Full Ceramic Angular Contact Bearings are made entirely of ceramic material and are superior to common Steel Angular Contact Bearings in many ways. Ceramic is the perfect material for any application seeking to achieve higher RPM’s, reduce overall weight or for extremely harsh environments where high temperatures and corrosive substances are present. Applications such as cryopumps, medical devices, semiconductors, machine tools, turbine flow meters, food processing equipment, robotics and optics. Ceramic materials commonly used for angular contact bearings are Silicon Nitride (Si3N4), Zirconia Oxide (ZrO2), Alumina Oxide (Al2O3) or Silicon Carbide (SiC.)
Because ceramic is a glass like surface it has an extremely low coefficient of friction and is ideal for applications seeking to reduce friction. Ceramic balls require less lubricant and have a greater hardness than steel balls which will contribute to increased bearing life. Thermal properties are better than steel balls resulting in less heat generation at high speeds. Full Ceramic bearings can have a retainer or full complement of balls, retainer materials used are PEEk and PTFE.

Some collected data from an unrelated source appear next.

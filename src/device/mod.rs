//! Device backends
//!
//! A device exposes three capabilities the session dispatcher calls into:
//! an allocator, a compiler and a runtime loader. Loaded programs are
//! invoked with resolved allocations and launch parameters.
//!
//! # Backends
//!
//! - `CPU`: [`host::HostDevice`], host memory and a small kernel language
//! - `NULL`: [`null::NullDevice`], accepts everything and stores nothing
//!
//! Backends are looked up by name through a [`DeviceRegistry`].

pub mod host;
pub mod null;
pub mod registry;

pub use host::HostDevice;
pub use null::NullDevice;
pub use registry::{DeviceFactory, DeviceRegistry, MAX_ORDINAL};

use serde::{Deserialize, Serialize};
use std::time::Duration;
use thiserror::Error;

#[derive(Debug, Error)]
pub enum DeviceError {
    #[error("Unknown device: {0}")]
    UnknownDevice(String),

    #[error("Allocation of {size} bytes failed: {reason}")]
    AllocationFailed { size: usize, reason: String },

    #[error("Allocation token {0} does not belong to this device")]
    InvalidAllocation(u64),

    #[error("Size mismatch: allocation holds {expected} bytes, transfer has {actual}")]
    SizeMismatch { expected: usize, actual: usize },

    #[error("Compile error at line {line}: {message}")]
    Compile { line: usize, message: String },

    #[error("Load failed: {0}")]
    Load(String),

    #[error("Invalid launch: {0}")]
    InvalidLaunch(String),

    #[error("Execution failed: {0}")]
    Execution(String),
}

/// Result type for backend operations.
pub type DeviceResult<T> = Result<T, DeviceError>;

/// Allocation options passed through from the client
#[derive(Debug, Clone, Default, PartialEq, Eq, Serialize, Deserialize)]
#[serde(default)]
pub struct BufferOptions {
    /// Bypass device caches
    pub uncached: bool,
    /// Host must be able to map the allocation
    pub cpu_access: bool,
    /// Allocate in host memory
    pub host: bool,
    /// Exclude from the allocator's reuse cache
    pub nolru: bool,
}

/// Opaque backend allocation token
///
/// Move-only: the holder owns the allocation until it hands the token back
/// to [`Allocator::free`].
#[derive(Debug, PartialEq, Eq)]
pub struct Allocation {
    key: u64,
    size: usize,
}

impl Allocation {
    /// Wrap a backend key; only backends create tokens
    pub fn new(key: u64, size: usize) -> Self {
        Self { key, size }
    }

    /// Backend key
    pub fn key(&self) -> u64 {
        self.key
    }

    /// Size in bytes
    pub fn size(&self) -> usize {
        self.size
    }
}

/// Kernel launch parameters
#[derive(Debug, Clone, Default, PartialEq)]
pub struct LaunchParams {
    pub global_size: Vec<u64>,
    pub local_size: Option<Vec<u64>>,
    /// Scalar arguments
    pub vals: Vec<i64>,
    /// Block until the kernel finishes and report its duration
    pub wait: bool,
}

impl LaunchParams {
    /// Global grid padded to three dimensions
    pub fn grid(&self) -> DeviceResult<[u64; 3]> {
        let global = pad_dims(&self.global_size, "global")?;
        if let Some(local) = &self.local_size {
            pad_dims(local, "local")?;
        }
        Ok(global)
    }

    /// Number of work items in the global grid
    pub fn work_items(&self) -> DeviceResult<u64> {
        let [x, y, z] = self.grid()?;
        x.checked_mul(y)
            .and_then(|xy| xy.checked_mul(z))
            .ok_or_else(|| DeviceError::InvalidLaunch("global size overflows".into()))
    }
}

fn pad_dims(dims: &[u64], what: &str) -> DeviceResult<[u64; 3]> {
    if dims.len() > 3 {
        return Err(DeviceError::InvalidLaunch(format!(
            "{} size has {} dimensions (max 3)",
            what,
            dims.len()
        )));
    }
    let mut out = [1u64; 3];
    for (slot, &dim) in out.iter_mut().zip(dims) {
        if dim == 0 {
            return Err(DeviceError::InvalidLaunch(format!(
                "{} size has a zero dimension",
                what
            )));
        }
        *slot = dim;
    }
    Ok(out)
}

/// Device memory allocator
pub trait Allocator: Send + Sync {
    fn alloc(&self, size: usize, options: &BufferOptions) -> DeviceResult<Allocation>;

    fn free(&self, allocation: Allocation, options: &BufferOptions) -> DeviceResult<()>;

    /// Copy `src` into the allocation; `src` must match its size
    fn copy_in(&self, dest: &Allocation, src: &[u8]) -> DeviceResult<()>;

    /// Copy the allocation into `dest`; `dest` must match its size
    fn copy_out(&self, dest: &mut [u8], src: &Allocation) -> DeviceResult<()>;
}

/// Source-to-binary compiler
pub trait Compiler: Send + Sync {
    fn compile(&self, source: &str) -> DeviceResult<Vec<u8>>;
}

/// Loader turning compiled binaries into invocable programs
pub trait Runtime: Send + Sync {
    fn load(&self, name: &str, lib: &[u8]) -> DeviceResult<Box<dyn Program>>;
}

/// A loaded executable
pub trait Program: Send {
    /// Run the program over `buffers`
    ///
    /// Returns the elapsed time when `launch.wait` is set.
    fn invoke(&self, buffers: &[&Allocation], launch: &LaunchParams)
        -> DeviceResult<Option<Duration>>;
}

/// A compute device
pub trait Device: Send + Sync {
    /// Canonical device name, e.g. `CPU` or `CPU:1`
    fn name(&self) -> &str;

    fn allocator(&self) -> &dyn Allocator;

    fn compiler(&self) -> &dyn Compiler;

    fn runtime(&self) -> &dyn Runtime;

    /// Block until all queued work has completed
    fn synchronize(&self) -> DeviceResult<()>;
}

Full Ceramic Angular Contact Bearings can continue to operate under extremely high temperatures and are capable of operating up to 1800 Deg. F. Ceramic is much lighter than steel and many bearings are 1/3 the weight of a comparable steel bearing. Full ceramic bearings are highly corrosion resistant and will stand up to most common acids, they will not corrode in exposure to water or salt water. And finally full ceramic bearings are non-conductive.
Full Ceramic Angular Contact Bearings are designed such that there is an angle between the races and the balls when the bearing is in operation. An axial load passes in a straight line through the bearing, whereas a radial load takes an oblique path that tends to want to separate the races axially. So the angle of contact on the inner race is the same as that on the outer race. Full Ceramic Angular Contact Bearings are typically assembled with a thrust load or preload. The preload creates a contact angle between the inner race, the ball and the outer race. The preload can be done while manufacturing the bearing or it can be done when the bearing is inserted into an application.
The contact angle is measured relative to a line running perpendicular to the bearing axis. Full Ceramic Angular Contact Bearings are capable of withstanding heavy thrust loads and moderate radial loads. The larger the contact angle (typically in the range 10 to 45 degrees), the higher the axial load supported, but the lower the radial load. In high speed applications, such as turbines, jet engines, dentistry equipment, the centrifugal forces generated by the balls will change the contact angle at the inner and outer race.